● **PROBLEM STATEMENT**
Of the entries below, copy only those lines that contain the word "Duration".

***** DATA EXTRACT *****

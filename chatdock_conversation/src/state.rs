//! Conversation state for one assistant session.
//!
//! The transcript is everything the user sees. The history is the subset
//! that is sent to the assistant: user and assistant turns only, in the
//! order they were appended.

use chatdock_core::{ChatMessage, PageContext, Role};

/// Send cycle phase. The panel flag is tracked separately.
#[derive(Debug, Clone, Copy, Default, PartialEq, Eq)]
pub enum Phase {
    #[default]
    Idle,
    /// A send is in flight and the assistant is composing a reply.
    Composing,
}

#[derive(Debug, Clone)]
pub struct ConversationState {
    transcript: Vec<ChatMessage>,
    history: Vec<ChatMessage>,
    panel_open: bool,
    phase: Phase,
    suggestions: Vec<String>,
    /// Set by the first non-empty send; never cleared.
    has_sent: bool,
    draft: String,
    page_context: PageContext,
}

impl ConversationState {
    /// Create a fresh state seeded with the welcome entry.
    ///
    /// An empty `welcome` skips the seed entry.
    #[must_use]
    pub fn new(page_context: PageContext, welcome: &str) -> Self {
        let mut state = Self {
            transcript: Vec::new(),
            history: Vec::new(),
            panel_open: false,
            phase: Phase::Idle,
            suggestions: Vec::new(),
            has_sent: false,
            draft: String::new(),
            page_context,
        };
        if !welcome.is_empty() {
            state.append_display(Role::System, welcome.to_string());
        }
        state
    }

    /// Append to the transcript, and to the history unless `role` is System.
    pub fn append_display(&mut self, role: Role, content: String) {
        let message = ChatMessage { role, content };
        if role.is_conversational() {
            self.history.push(message.clone());
        }
        self.transcript.push(message);
    }

    /// Show a message without making it part of the history.
    pub(crate) fn show_only(&mut self, message: ChatMessage) {
        self.transcript.push(message);
    }

    /// Returns whether the flag actually changed.
    pub fn set_panel_open(&mut self, open: bool) -> bool {
        let changed = self.panel_open != open;
        self.panel_open = open;
        changed
    }

    pub fn set_phase(&mut self, phase: Phase) {
        self.phase = phase;
    }

    /// Permanently hide suggestions.
    pub fn mark_sent(&mut self) {
        self.has_sent = true;
    }

    /// Replace the suggestion list. Visibility is unaffected.
    pub fn set_suggestions(&mut self, suggestions: Vec<String>) {
        self.suggestions = suggestions;
    }

    /// Returns whether the draft actually changed.
    pub fn set_draft(&mut self, draft: &str) -> bool {
        if self.draft == draft {
            return false;
        }
        draft.clone_into(&mut self.draft);
        true
    }

    pub fn clear_draft(&mut self) {
        self.draft.clear();
    }

    #[must_use]
    pub fn transcript(&self) -> &[ChatMessage] {
        &self.transcript
    }

    #[must_use]
    pub fn history(&self) -> &[ChatMessage] {
        &self.history
    }

    #[must_use]
    pub const fn is_panel_open(&self) -> bool {
        self.panel_open
    }

    #[must_use]
    pub const fn phase(&self) -> Phase {
        self.phase
    }

    #[must_use]
    pub fn is_pending(&self) -> bool {
        self.phase == Phase::Composing
    }

    #[must_use]
    pub fn suggestions(&self) -> &[String] {
        &self.suggestions
    }

    #[must_use]
    pub const fn suggestions_visible(&self) -> bool {
        !self.has_sent
    }

    #[must_use]
    pub fn draft(&self) -> &str {
        &self.draft
    }

    #[must_use]
    pub const fn page_context(&self) -> PageContext {
        self.page_context
    }

    #[must_use]
    pub fn snapshot(&self) -> SessionSnapshot {
        SessionSnapshot {
            panel_open: self.panel_open,
            transcript: self.transcript.clone(),
            pending: self.is_pending(),
            suggestions: self.suggestions.clone(),
            suggestions_visible: self.suggestions_visible(),
            draft: self.draft.clone(),
            page_context: self.page_context,
        }
    }
}

/// Read-only copy of everything a renderer paints.
#[derive(Debug, Clone, PartialEq, Eq)]
pub struct SessionSnapshot {
    pub panel_open: bool,
    pub transcript: Vec<ChatMessage>,
    /// True while a reply is being composed; the send control should be
    /// disabled and a composing indicator shown.
    pub pending: bool,
    pub suggestions: Vec<String>,
    pub suggestions_visible: bool,
    pub draft: String,
    pub page_context: PageContext,
}

#[cfg(test)]
mod tests {
    use super::*;

    #[test]
    fn welcome_is_transcript_only() {
        let state = ConversationState::new(PageContext::Default, "hello there");

        assert_eq!(state.transcript(), &[ChatMessage::system("hello there")]);
        assert!(state.history().is_empty());
        assert!(!state.is_panel_open());
        assert!(!state.is_pending());
        assert!(state.suggestions_visible());
    }

    #[test]
    fn empty_welcome_skips_seed() {
        let state = ConversationState::new(PageContext::Default, "");
        assert!(state.transcript().is_empty());
    }

    #[test]
    fn system_entries_never_reach_history() {
        let mut state = ConversationState::new(PageContext::MyTickets, "welcome");

        state.append_display(Role::User, "Q".to_string());
        state.append_display(Role::System, "note".to_string());
        state.append_display(Role::Assistant, "A".to_string());

        assert_eq!(
            state.history(),
            &[ChatMessage::user("Q"), ChatMessage::assistant("A")]
        );
        assert_eq!(state.transcript().len(), 4);
        assert!(state.history().iter().all(|m| m.role != Role::System));
    }

    #[test]
    fn show_only_skips_history() {
        let mut state = ConversationState::new(PageContext::Default, "");
        state.show_only(ChatMessage::user("hidden from wire"));

        assert_eq!(state.transcript().len(), 1);
        assert!(state.history().is_empty());
    }

    #[test]
    fn panel_flag_reports_changes_and_leaves_content_alone() {
        let mut state = ConversationState::new(PageContext::Default, "w");
        state.set_suggestions(vec!["A".to_string()]);

        assert!(state.set_panel_open(true));
        assert!(!state.set_panel_open(true));
        assert!(state.set_panel_open(false));

        assert_eq!(state.transcript().len(), 1);
        assert_eq!(state.suggestions(), &["A".to_string()]);
    }

    #[test]
    fn suggestions_stay_hidden_after_first_send() {
        let mut state = ConversationState::new(PageContext::Default, "");
        state.mark_sent();
        state.set_suggestions(vec!["late".to_string()]);

        assert!(!state.suggestions_visible());
        assert_eq!(state.suggestions(), &["late".to_string()]);
    }

    #[test]
    fn snapshot_reflects_phase_and_draft() {
        let mut state = ConversationState::new(PageContext::PropertyInfo, "");
        assert!(state.set_draft("typing"));
        assert!(!state.set_draft("typing"));
        state.set_phase(Phase::Composing);

        let snapshot = state.snapshot();
        assert!(snapshot.pending);
        assert_eq!(snapshot.draft, "typing");
        assert_eq!(snapshot.page_context, PageContext::PropertyInfo);

        state.clear_draft();
        state.set_phase(Phase::Idle);
        assert_eq!(state.draft(), "");
        assert_eq!(state.phase(), Phase::Idle);
    }
}
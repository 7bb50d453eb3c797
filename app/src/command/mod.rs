//! Static strategy pattern for CLI commands.
//!
//! Each command is a separate strategy with its own input type, dispatched
//! statically from `main`.

use chatdock_config::{Config, TokenFile};
use chatdock_core::PageContext;
use chatdock_providers::HttpAssistantClient;
use tracing::info;

mod auth;
mod chat;
mod info;
mod init;
mod suggest;
mod version;

pub use auth::{LoginStrategy, LogoutStrategy};
pub use chat::{ChatInput, ChatStrategy};
pub use info::InfoStrategy;
pub use init::InitStrategy;
pub use suggest::SuggestStrategy;
pub use version::VersionStrategy;

/// Core trait defining the contract for all command strategies.
///
/// # Example
/// ```rust
/// struct MyStrategy;
///
/// impl CommandStrategy for MyStrategy {
///     type Input = MyInput;
///
///     async fn execute(&self, input: Self::Input) -> anyhow::Result<()> {
///         // Command logic here
///         Ok(())
///     }
/// }
/// ```
pub trait CommandStrategy: Send + Sync + 'static {
    /// The input type this strategy accepts.
    type Input;

    /// Execute the command with the given input.
    ///
    /// # Errors
    /// Returns an error if command execution fails.
    async fn execute(&self, input: Self::Input) -> anyhow::Result<()>;
}

/// Pieces every networked command needs.
struct CommonComponents {
    config: Config,
    client: HttpAssistantClient,
    credentials: TokenFile,
}

fn init_common_components() -> anyhow::Result<CommonComponents> {
    let config = Config::load()?;
    info!("Loaded config from ~/chatdock/config.json");

    let endpoint = config.api.endpoint();
    info!(
        "Using {} endpoint {}",
        endpoint.environment, endpoint.base_url
    );
    let client = HttpAssistantClient::with_timeout(&endpoint.base_url, config.api.timeout())?;
    let credentials = TokenFile::default_location()?;

    Ok(CommonComponents {
        config,
        client,
        credentials,
    })
}

fn page_context(page: Option<&str>) -> PageContext {
    page.map_or(PageContext::Default, PageContext::from_path)
}
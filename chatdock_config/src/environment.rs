//! Deployment environment classification.

use serde::{Deserialize, Serialize};
use std::fmt;
use std::net::Ipv4Addr;

#[derive(Debug, Clone, Copy, Serialize, Deserialize, PartialEq, Eq)]
#[serde(rename_all = "lowercase")]
pub enum Environment {
    /// Portal served from this machine or the local network.
    Local,
    /// Hosted deployment.
    Cloud,
}

impl Environment {
    /// Classify the host the portal is served from.
    ///
    /// Local means `localhost`, loopback (`127.*`) or a private IPv4 range
    /// (`10.*`, `172.16.*`..`172.31.*`, `192.168.*`).
    #[must_use]
    pub fn classify(host: &str) -> Self {
        if host == "localhost" || host.starts_with("127.") {
            return Self::Local;
        }
        match host.parse::<Ipv4Addr>() {
            Ok(ip) if ip.is_private() => Self::Local,
            _ => Self::Cloud,
        }
    }
}

impl fmt::Display for Environment {
    fn fmt(&self, f: &mut fmt::Formatter<'_>) -> fmt::Result {
        match self {
            Self::Local => f.write_str("local"),
            Self::Cloud => f.write_str("cloud"),
        }
    }
}

/// Resolved API location handed to the HTTP client.
#[derive(Debug, Clone, PartialEq, Eq)]
pub struct Endpoint {
    pub base_url: String,
    pub environment: Environment,
}
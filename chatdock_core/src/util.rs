//! Fixed user-facing strings.

use crate::AssistantError;

/// Seed entry shown when a session opens.
pub const DEFAULT_WELCOME_MESSAGE: &str = "👋 Hi! I'm your AI assistant. How can I help you today?";

/// Shown by renderers while a reply is pending.
pub const COMPOSING_INDICATOR: &str = "AI is thinking...";

/// Used when a failed response carries no usable `detail`.
pub const GENERIC_REQUEST_FAILURE: &str = "AI request failed";

/// Transcript text for a failed turn.
#[must_use]
pub fn error_summary(err: &AssistantError) -> String {
    format!("❌ Error: {err}")
}

#[cfg(test)]
mod tests {
    use super::*;

    #[test]
    fn summaries_carry_the_error_text() {
        assert_eq!(
            error_summary(&AssistantError::Unauthenticated),
            "❌ Error: Not authenticated"
        );
        assert_eq!(
            error_summary(&AssistantError::RequestFailed("overloaded".to_string())),
            "❌ Error: overloaded"
        );
    }
}
use async_trait::async_trait;
use chatdock_core::util::GENERIC_REQUEST_FAILURE;
use chatdock_core::{AssistantClient, AssistantError, ChatMessage, PageContext};
use reqwest::{Client, Response, Url};
use serde::{Deserialize, Serialize};
use std::time::Duration;
use tracing::{debug, info, warn};

pub const DEFAULT_TIMEOUT: Duration = Duration::from_secs(30);

#[derive(Serialize)]
struct ChatRequest<'a> {
    messages: &'a [ChatMessage],
    page_context: PageContext,
}

#[derive(Deserialize)]
struct ChatResponse {
    message: String,
}

#[derive(Deserialize)]
struct SuggestionsResponse {
    suggestions: Vec<String>,
}

/// Talks to the portal's `/ai/*` routes with a bearer token.
pub struct HttpAssistantClient {
    client: Client,
    base_url: String,
}

impl HttpAssistantClient {
    /// Build a client for `base_url` (e.g. `http://localhost:8080`).
    ///
    /// Requests time out after [`DEFAULT_TIMEOUT`] unless changed with
    /// [`Self::with_timeout`].
    pub fn new(base_url: &str) -> anyhow::Result<Self> {
        Self::with_timeout(base_url, DEFAULT_TIMEOUT)
    }

    pub fn with_timeout(base_url: &str, timeout: Duration) -> anyhow::Result<Self> {
        let base_url = base_url.trim_end_matches('/').to_string();
        Url::parse(&base_url)
            .map_err(|e| anyhow::anyhow!("Invalid assistant base URL {base_url:?}: {e}"))?;

        let client = Client::builder()
            .timeout(timeout)
            .build()
            .map_err(|e| anyhow::anyhow!("Failed to create HTTP client: {e}"))?;

        info!("Creating HttpAssistantClient for {base_url}");
        Ok(Self { client, base_url })
    }

    #[must_use]
    pub fn base_url(&self) -> &str {
        &self.base_url
    }

    fn chat_url(&self) -> String {
        format!("{}/ai/chat/", self.base_url)
    }

    fn suggestions_url(&self, page: PageContext) -> Result<Url, AssistantError> {
        Url::parse_with_params(
            &format!("{}/ai/suggestions/", self.base_url),
            &[("page", page.as_str())],
        )
        .map_err(|e| AssistantError::TransportFailed(format!("invalid suggestions URL: {e}")))
    }

    /// Turn a response into its body text, mapping error statuses to
    /// `RequestFailed`.
    async fn read_body(response: Response) -> Result<String, AssistantError> {
        let status = response.status();
        let body = response.text().await.map_err(transport_failure)?;

        if status.is_success() {
            Ok(body)
        } else {
            let detail = failure_detail(&body);
            debug!("Assistant responded with {status}: {detail}");
            Err(AssistantError::RequestFailed(detail))
        }
    }
}

#[async_trait]
impl AssistantClient for HttpAssistantClient {
    async fn exchange(
        &self,
        history: &[ChatMessage],
        page: PageContext,
        token: &str,
    ) -> Result<String, AssistantError> {
        info!(
            "Sending chat exchange: messages={}, page={page}",
            history.len()
        );

        let response = self
            .client
            .post(self.chat_url())
            .bearer_auth(token)
            .json(&ChatRequest {
                messages: history,
                page_context: page,
            })
            .send()
            .await
            .map_err(transport_failure)?;

        let body = Self::read_body(response).await?;
        let reply: ChatResponse = parse_success(&body)?;

        info!("Received chat reply ({} chars)", reply.message.len());
        Ok(reply.message)
    }

    async fn fetch_suggestions(
        &self,
        page: PageContext,
        token: &str,
    ) -> Result<Vec<String>, AssistantError> {
        debug!("Fetching suggestions for page={page}");

        let response = self
            .client
            .get(self.suggestions_url(page)?)
            .bearer_auth(token)
            .send()
            .await
            .map_err(transport_failure)?;

        let body = Self::read_body(response).await?;
        let parsed: SuggestionsResponse = parse_success(&body)?;
        Ok(parsed.suggestions)
    }
}

fn transport_failure(err: reqwest::Error) -> AssistantError {
    if err.is_timeout() {
        warn!("Assistant request timed out: {err}");
    } else {
        warn!("Assistant request failed in transport: {err}");
    }
    AssistantError::TransportFailed(err.to_string())
}

fn parse_success<T: for<'de> Deserialize<'de>>(body: &str) -> Result<T, AssistantError> {
    serde_json::from_str(body).map_err(|e| {
        warn!("Malformed assistant response: {e}");
        AssistantError::RequestFailed("invalid response from assistant".to_string())
    })
}

/// Pull a string `detail` out of an error body, or fall back to the generic
/// message.
fn failure_detail(body: &str) -> String {
    serde_json::from_str::<serde_json::Value>(body)
        .ok()
        .and_then(|v| v.get("detail")?.as_str().map(str::to_string))
        .filter(|d| !d.trim().is_empty())
        .unwrap_or_else(|| GENERIC_REQUEST_FAILURE.to_string())
}

#[cfg(test)]
mod tests {
    use super::*;

    #[test]
    fn detail_is_taken_from_json_body() {
        assert_eq!(failure_detail(r#"{"detail": "overloaded"}"#), "overloaded");
    }

    #[test]
    fn missing_or_odd_detail_falls_back() {
        assert_eq!(failure_detail("{}"), GENERIC_REQUEST_FAILURE);
        assert_eq!(failure_detail("<html>502</html>"), GENERIC_REQUEST_FAILURE);
        assert_eq!(failure_detail(r#"{"detail": ""}"#), GENERIC_REQUEST_FAILURE);
        // FastAPI validation errors put a list in `detail`.
        assert_eq!(
            failure_detail(r#"{"detail": [{"loc": ["body"], "msg": "field required"}]}"#),
            GENERIC_REQUEST_FAILURE
        );
    }

    #[test]
    fn request_body_matches_wire_contract() {
        let history = vec![ChatMessage::user("hi"), ChatMessage::assistant("hello")];
        let body = serde_json::to_value(ChatRequest {
            messages: &history,
            page_context: PageContext::WinterOpsLog,
        })
        .ok();
        assert_eq!(
            body,
            Some(serde_json::json!({
                "messages": [
                    { "role": "user", "content": "hi" },
                    { "role": "assistant", "content": "hello" }
                ],
                "page_context": "WinterOpsLog"
            }))
        );
    }

    #[test]
    fn urls_are_joined_without_double_slashes() {
        let client = HttpAssistantClient::new("http://localhost:8080/");
        assert!(client.is_ok());
        if let Ok(client) = client {
            assert_eq!(client.chat_url(), "http://localhost:8080/ai/chat/");
            assert_eq!(
                client
                    .suggestions_url(PageContext::Default)
                    .map(|u| u.to_string())
                    .ok()
                    .as_deref(),
                Some("http://localhost:8080/ai/suggestions/?page=default")
            );
        }
    }

    #[test]
    fn rejects_invalid_base_url() {
        assert!(HttpAssistantClient::new("not a url").is_err());
    }
}
use chatdock_config::Config;

/// Strategy for initializing the configuration.
///
/// This strategy creates the default configuration file at `~/chatdock/config.json`.
#[derive(Debug, Clone, Copy)]
pub struct InitStrategy;

impl super::CommandStrategy for InitStrategy {
    type Input = ();

    async fn execute(&self, _input: Self::Input) -> anyhow::Result<()> {
        Config::create_config()
    }
}
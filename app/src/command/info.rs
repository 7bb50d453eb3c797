use chatdock_config::{Config, TokenFile};
use chatdock_core::CredentialStore;

/// Strategy for displaying configuration information.
///
/// This strategy outputs:
/// - the resolved API endpoint and its environment
/// - request timeout and welcome message
/// - whether a token is stored (masked)
#[derive(Debug, Clone, Copy)]
pub struct InfoStrategy;

impl super::CommandStrategy for InfoStrategy {
    type Input = ();

    async fn execute(&self, _input: Self::Input) -> anyhow::Result<()> {
        let config = Config::load()?;
        let endpoint = config.api.endpoint();

        println!("=== chatdock Configuration ===\n");

        println!("API:");
        println!("  Host: {}", config.api.host);
        println!("  Environment: {}", endpoint.environment);
        println!("  Base URL: {}", endpoint.base_url);
        if config.api.base_url.is_some() {
            println!("  (base URL set explicitly)");
        }
        println!("  Timeout: {}s", config.api.timeout_secs);
        println!();

        println!("Widget:");
        println!(
            "  Welcome Message: {}",
            truncate(&config.widget.welcome_message, 60)
        );
        println!();

        println!("Credentials:");
        let store = TokenFile::default_location()?;
        println!("  Token File: {}", store.path().display());
        match store.token() {
            Some(token) => println!("  Token: {}", mask_token(&token)),
            None => println!("  Token: (not set)"),
        }

        Ok(())
    }
}

fn mask_token(token: &str) -> String {
    if token.chars().count() > 8 {
        let head: String = token.chars().take(4).collect();
        let tail: String = token
            .chars()
            .rev()
            .take(4)
            .collect::<Vec<_>>()
            .into_iter()
            .rev()
            .collect();
        format!("{head}...{tail}")
    } else {
        "***".to_string()
    }
}

fn truncate(s: &str, max_chars: usize) -> String {
    if s.chars().count() <= max_chars {
        s.to_string()
    } else {
        let kept: String = s.chars().take(max_chars - 3).collect();
        format!("{kept}...")
    }
}

#[cfg(test)]
mod tests {
    use super::*;

    #[test]
    fn long_tokens_keep_only_the_ends() {
        assert_eq!(mask_token("abcdefghijklmnop"), "abcd...mnop");
        assert_eq!(mask_token("short"), "***");
    }

    #[test]
    fn truncate_respects_char_boundaries() {
        assert_eq!(truncate("hello", 10), "hello");
        assert_eq!(truncate("👋 Hi! I'm your AI assistant", 8), "👋 Hi!...");
    }
}
//! Interactive assistant session in the terminal.
//!
//! The terminal plays the panel: `TerminalRenderer` paints controller
//! events and each input line is turned into one controller intent.

use chatdock_conversation::{SendOutcome, SessionController};
use chatdock_core::{AssistantClient, CredentialStore};
use tokio::io::{AsyncBufReadExt, BufReader};
use tracing::{debug, info};

use super::{init_common_components, page_context};
use crate::render::TerminalRenderer;

/// Input parameters for the Chat command strategy.
#[derive(Debug, Clone)]
pub struct ChatInput {
    /// Optional single message to send (non-interactive mode)
    pub message: Option<String>,
    /// Portal page path used to derive the page context
    pub page: Option<String>,
}

/// Strategy for executing the Chat command.
#[derive(Debug, Clone, Copy)]
pub struct ChatStrategy;

impl super::CommandStrategy for ChatStrategy {
    type Input = ChatInput;

    async fn execute(&self, input: Self::Input) -> anyhow::Result<()> {
        let common = init_common_components()?;
        let page = page_context(input.page.as_deref());

        let (controller, loading) = SessionController::launch(
            common.client,
            common.credentials,
            page,
            &common.config.widget.welcome_message,
        );
        controller.subscribe(TerminalRenderer::new());
        info!("Session {} started on page {page}", controller.id());

        if let Some(message) = input.message {
            // Suggestions must settle before the first send hides them.
            loading.await?;
            return send_once(&controller, &message).await;
        }

        println!("=== Assistant ({page}) ===");
        println!("{HELP}\n");
        controller.open();

        let mut lines = BufReader::new(tokio::io::stdin()).lines();
        while let Some(line) = lines.next_line().await? {
            match Intent::parse(&line) {
                Intent::Quit => break,
                Intent::Open => controller.open(),
                Intent::Close => controller.close(),
                Intent::Toggle => controller.toggle(),
                Intent::Help => println!("{HELP}"),
                Intent::Pick(index) => {
                    let suggestions = controller.suggestions();
                    match suggestions.get(index.wrapping_sub(1)) {
                        Some(text) if controller.suggestions_visible() => {
                            controller.pick_suggestion(text).await;
                        }
                        _ => println!("No suggestion #{index}"),
                    }
                }
                Intent::Send(text) => {
                    controller.send(&text).await;
                }
                Intent::Unknown(command) => println!("Unknown command /{command}. {HELP}"),
            }
        }

        debug!("Session {} input closed", controller.id());
        println!("\nSession ended. {} messages in history.", controller.history().len());
        Ok(())
    }
}

/// Run a single turn with the panel open, so progress is painted.
async fn send_once<C, K>(
    controller: &SessionController<C, K>,
    message: &str,
) -> anyhow::Result<()>
where
    C: AssistantClient,
    K: CredentialStore,
{
    controller.open();
    if let SendOutcome::Failed(err) = controller.send(message).await {
        anyhow::bail!("{err}");
    }
    Ok(())
}

const HELP: &str = "Type a message and press Enter. /N picks suggestion N, /open, /close, /toggle, /help, exit to quit.";

/// One line of terminal input.
#[derive(Debug, Clone, PartialEq, Eq)]
enum Intent {
    Send(String),
    Pick(usize),
    Open,
    Close,
    Toggle,
    Help,
    Quit,
    Unknown(String),
}

impl Intent {
    fn parse(line: &str) -> Self {
        let line = line.trim();
        if matches!(line, "exit" | "quit" | "q") {
            return Self::Quit;
        }

        let Some(command) = line.strip_prefix('/') else {
            return Self::Send(line.to_string());
        };

        match command {
            "open" => Self::Open,
            "close" => Self::Close,
            "toggle" => Self::Toggle,
            "help" => Self::Help,
            "quit" | "exit" => Self::Quit,
            other => other
                .parse::<usize>()
                .map_or_else(|_| Self::Unknown(other.to_string()), Self::Pick),
        }
    }
}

*****

● **WRITTEN REPLY**
use std::time::Duration;
pub const DEFAULT_TIMEOUT: Duration = Duration::from_secs(30);
    pub fn with_timeout(base_url: &str, timeout: Duration) -> anyhow::Result<Self> {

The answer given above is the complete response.